Required work:
Please return all the records exactly, with nothing left out.

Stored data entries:
● ● ● ● ●
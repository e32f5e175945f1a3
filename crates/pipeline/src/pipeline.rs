//! Pipeline - assembly and execution of one map build
//!
//! A pipeline owns its sources and wires them, on `run`, into one of two
//! shapes:
//!
//! ```text
//! Pull:  [Source]* ──→ PullMerge ──→ Origin ──→ [Reduce] ──→ Sink
//!
//! Push:  [Source] ──→ Origin ──┬──→ MergingProcessor ──→ [Reduce] ──→ Sink
//!                              └──→ Tap (per-source output)
//! ```
//!
//! Stages run sequentially on the calling thread. Separate pipelines share
//! nothing and can run concurrently.

use std::fmt;
use std::sync::Arc;
use std::time::Instant;

use ipmap_protocol::ProducerId;
use ipmap_routing::SharedReceiver;
use ipmap_sources::Source;
use ipmap_transform::CombiningProcessor;
use parking_lot::Mutex;

use crate::{MergingProcessor, Origin, PipelineError, PullMerge, Result};

#[cfg(test)]
#[path = "pipeline_test.rs"]
mod tests;

/// How a pipeline merges its sources
#[derive(Debug, Clone, Copy, Default, PartialEq, Eq)]
pub enum MergeMode {
    /// Pull-based k-way merge, self-throttling
    #[default]
    Pull,
    /// Push-based merge over one origin per source; supports taps
    Push,
}

impl fmt::Display for MergeMode {
    fn fmt(&self, f: &mut fmt::Formatter<'_>) -> fmt::Result {
        match self {
            Self::Pull => write!(f, "pull"),
            Self::Push => write!(f, "push"),
        }
    }
}

/// Counts from a completed run
#[derive(Debug, Clone, PartialEq, Eq)]
pub struct PipelineSummary {
    pub name: String,
    /// Blocks produced by all sources
    pub blocks_in: u64,
    /// Blocks delivered to the sink
    pub blocks_out: u64,
}

struct Input {
    id: ProducerId,
    source: Box<dyn Source>,
    taps: Vec<SharedReceiver>,
}

/// One merge (+ optional reduce) from many sources into one sink
pub struct Pipeline {
    name: String,
    mode: MergeMode,
    reduce: bool,
    inputs: Vec<Input>,
}

impl Pipeline {
    /// Create an empty pipeline; reduce is on by default
    pub fn new(name: impl Into<String>, mode: MergeMode) -> Self {
        Self {
            name: name.into(),
            mode,
            reduce: true,
            inputs: Vec::new(),
        }
    }

    /// Enable or disable the reduce stage
    pub fn with_reduce(mut self, reduce: bool) -> Self {
        self.reduce = reduce;
        self
    }

    #[inline]
    pub fn name(&self) -> &str {
        &self.name
    }

    #[inline]
    pub fn mode(&self) -> MergeMode {
        self.mode
    }

    #[inline]
    pub fn source_count(&self) -> usize {
        self.inputs.len()
    }

    /// Add a source; merge ties go to sources added earlier
    pub fn add_source(
        &mut self,
        id: impl Into<ProducerId>,
        source: impl Source + 'static,
    ) -> Result<()> {
        let id = id.into();
        if self.inputs.iter().any(|input| input.id == id) {
            return Err(PipelineError::DuplicateSource {
                pipeline: self.name.clone(),
                source_id: id,
            });
        }
        self.inputs.push(Input {
            id,
            source: Box::new(source),
            taps: Vec::new(),
        });
        Ok(())
    }

    /// Also deliver one source's own stream to `receiver` (push mode only)
    pub fn add_tap(&mut self, source: impl Into<ProducerId>, receiver: SharedReceiver) -> Result<()> {
        if self.mode != MergeMode::Push {
            return Err(PipelineError::TapInPullMode(self.name.clone()));
        }

        let source = source.into();
        match self.inputs.iter_mut().find(|input| input.id == source) {
            Some(input) => {
                input.taps.push(receiver);
                Ok(())
            }
            None => Err(PipelineError::UnknownTapSource {
                pipeline: self.name.clone(),
                source_id: source,
            }),
        }
    }

    /// Run every source to completion into `sink`
    ///
    /// On failure the sink never sees done.
    pub fn run(self, sink: SharedReceiver) -> Result<PipelineSummary> {
        let Self {
            name,
            mode,
            reduce,
            inputs,
        } = self;
        if inputs.is_empty() {
            return Err(PipelineError::NoSources(name));
        }

        let started = Instant::now();
        let sources = inputs.len();

        let (head, reducer) = if reduce {
            let reducer = Arc::new(Mutex::new(CombiningProcessor::new(format!("{name}:reduce"))));
            reducer.lock().add_receiver(sink);
            let head: SharedReceiver = reducer.clone();
            (head, Some(reducer))
        } else {
            (sink, None)
        };

        let blocks_in = match mode {
            MergeMode::Pull => run_pull(&name, inputs, head)?,
            MergeMode::Push => run_push(&name, inputs, head)?,
        };
        let blocks_out = match reducer {
            Some(reducer) => reducer.lock().metrics().blocks_emitted,
            None => blocks_in,
        };

        tracing::info!(
            pipeline = %name,
            mode = %mode,
            sources,
            blocks_in,
            blocks_out,
            elapsed_ms = started.elapsed().as_millis() as u64,
            "pipeline complete"
        );

        Ok(PipelineSummary {
            name,
            blocks_in,
            blocks_out,
        })
    }
}

/// Merge by pulling, then push the single merged stream downstream
fn run_pull(name: &str, inputs: Vec<Input>, head: SharedReceiver) -> Result<u64> {
    let mut merge = PullMerge::new(format!("{name}:merge"));
    for input in inputs {
        merge.add_source(input.source);
    }

    let mut origin = Origin::new(name, merge);
    origin.add_receiver(head);
    origin.run()
}

/// One origin per source, all feeding a push merge
///
/// Every origin subscribes before any of them runs, so the merge knows
/// all its producers before the first block arrives.
fn run_push(name: &str, inputs: Vec<Input>, head: SharedReceiver) -> Result<u64> {
    let merge = Arc::new(Mutex::new(MergingProcessor::new(format!("{name}:merge"))));
    merge.lock().add_receiver(head);

    let mut origins = Vec::with_capacity(inputs.len());
    for input in inputs {
        let mut origin = Origin::new(input.id, input.source);
        for tap in input.taps {
            origin.add_receiver(tap);
        }
        origin.add_receiver(merge.clone());
        origins.push(origin);
    }

    let mut blocks_in = 0;
    for origin in &mut origins {
        blocks_in += origin.run()?;
    }
    Ok(blocks_in)
}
● ● ● ● ●
Response for this exercise:
repository e32f5e175945f1a3
filename crates/pipeline/src/pipeline.rs
//! Pipeline - assembly and execution of one map build
//!
//! A pipeline owns its sources and wires them, on `run`, into one of two
//! shapes:
//!
//! ```text
//! Pull:  [Source]* ──→ PullMerge ──→ Origin ──→ [Reduce] ──→ Sink
//!
//! Push:  [Source] ──→ Origin ──┬──→ MergingProcessor ──→ [Reduce] ──→ Sink
//!                              └──→ Tap (per-source output)
//! ```
//!
//! Stages run sequentially on the calling thread. Separate pipelines share
//! nothing and can run concurrently.

use std::fmt;
use std::sync::Arc;
use std::time::Instant;

use ipmap_protocol::ProducerId;
use ipmap_routing::SharedReceiver;
use ipmap_sources::Source;
use ipmap_transform::CombiningProcessor;
use parking_lot::Mutex;

use crate::{MergingProcessor, Origin, PipelineError, PullMerge, Result};

#[cfg(test)]
#[path = "pipeline_test.rs"]
mod tests;

/// How a pipeline merges its sources
#[derive(Debug, Clone, Copy, Default, PartialEq, Eq)]
pub enum MergeMode {
    /// Pull-based k-way merge, self-throttling
    #[default]
    Pull,
    /// Push-based merge over one origin per source; supports taps
    Push,
}

impl fmt::Display for MergeMode {
    fn fmt(&self, f: &mut fmt::Formatter<'_>) -> fmt::Result {
        match self {
            Self::Pull => write!(f, "pull"),
            Self::Push => write!(f, "push"),
        }
    }
}

/// Counts from a completed run
#[derive(Debug, Clone, PartialEq, Eq)]
pub struct PipelineSummary {
    pub name: String,
    /// Blocks produced by all sources
    pub blocks_in: u64,
    /// Blocks delivered to the sink
    pub blocks_out: u64,
}

struct Input {
    id: ProducerId,
    source: Box<dyn Source>,
    taps: Vec<SharedReceiver>,
}

/// One merge (+ optional reduce) from many sources into one sink
pub struct Pipeline {
    name: String,
    mode: MergeMode,
    reduce: bool,
    inputs: Vec<Input>,
}

impl Pipeline {
    /// Create an empty pipeline; reduce is on by default
    pub fn new(name: impl Into<String>, mode: MergeMode) -> Self {
        Self {
            name: name.into(),
            mode,
            reduce: true,
            inputs: Vec::new(),
        }
    }

    /// Enable or disable the reduce stage
    pub fn with_reduce(mut self, reduce: bool) -> Self {
        self.reduce = reduce;
        self
    }

    #[inline]
    pub fn name(&self) -> &str {
        &self.name
    }

    #[inline]
    pub fn mode(&self) -> MergeMode {
        self.mode
    }

    #[inline]
    pub fn source_count(&self) -> usize {
        self.inputs.len()
    }

    /// Add a source; merge ties go to sources added earlier
    pub fn add_source(
        &mut self,
        id: impl Into<ProducerId>,
        source: impl Source + 'static,
    ) -> Result<()> {
        let id = id.into();
        if self.inputs.iter().any(|input| input.id == id) {
            return Err(PipelineError::DuplicateSource {
                pipeline: self.name.clone(),
                source_id: id,
            });
        }
        self.inputs.push(Input {
            id,
            source: Box::new(source),
            taps: Vec::new(),
        });
        Ok(())
    }

    /// Also deliver one source's own stream to `receiver` (push mode only)
    pub fn add_tap(&mut self, source: impl Into<ProducerId>, receiver: SharedReceiver) -> Result<()> {
        if self.mode != MergeMode::Push {
            return Err(PipelineError::TapInPullMode(self.name.clone()));
        }

        let source = source.into();
        match self.inputs.iter_mut().find(|input| input.id == source) {
            Some(input) => {
                input.taps.push(receiver);
                Ok(())
            }
            None => Err(PipelineError::UnknownTapSource {
                pipeline: self.name.clone(),
                source_id: source,
            }),
        }
    }

    /// Run every source to completion into `sink`
    ///
    /// On failure the sink never sees done.
    pub fn run(self, sink: SharedReceiver) -> Result<PipelineSummary> {
        let Self {
            name,
            mode,
            reduce,
            inputs,
        } = self;
        if inputs.is_empty() {
            return Err(PipelineError::NoSources(name));
        }

        let started = Instant::now();
        let sources = inputs.len();

        let (head, reducer) = if reduce {
            let reducer = Arc::new(Mutex::new(CombiningProcessor::new(format!("{name}:reduce"))));
            reducer.lock().add_receiver(sink);
            let head: SharedReceiver = reducer.clone();
            (head, Some(reducer))
        } else {
            (sink, None)
        };

        let blocks_in = match mode {
            MergeMode::Pull => run_pull(&name, inputs, head)?,
            MergeMode::Push => run_push(&name, inputs, head)?,
        };
        let blocks_out = match reducer {
            Some(reducer) => reducer.lock().metrics().blocks_emitted,
            None => blocks_in,
        };

        tracing::info!(
            pipeline = %name,
            mode = %mode,
            sources,
            blocks_in,
            blocks_out,
            elapsed_ms = started.elapsed().as_millis() as u64,
            "pipeline complete"
        );

        Ok(PipelineSummary {
            name,
            blocks_in,
            blocks_out,
        })
    }
}

/// Merge by pulling, then push the single merged stream downstream
fn run_pull(name: &str, inputs: Vec<Input>, head: SharedReceiver) -> Result<u64> {
    let mut merge = PullMerge::new(format!("{name}:merge"));
    for input in inputs {
        merge.add_source(input.source);
    }

    let mut origin = Origin::new(name, merge);
    origin.add_receiver(head);
    origin.run()
}

/// One origin per source, all feeding a push merge
///
/// Every origin subscribes before any of them runs, so the merge knows
/// all its producers before the first block arrives.
fn run_push(name: &str, inputs: Vec<Input>, head: SharedReceiver) -> Result<u64> {
    let merge = Arc::new(Mutex::new(MergingProcessor::new(format!("{name}:merge"))));
    merge.lock().add_receiver(head);

    let mut origins = Vec::with_capacity(inputs.len());
    for input in inputs {
        let mut origin = Origin::new(input.id, input.source);
        for tap in input.taps {
            origin.add_receiver(tap);
        }
        origin.add_receiver(merge.clone());
        origins.push(origin);
    }

    let mut blocks_in = 0;
    for origin in &mut origins {
        blocks_in += origin.run()?;
    }
    Ok(blocks_in)
}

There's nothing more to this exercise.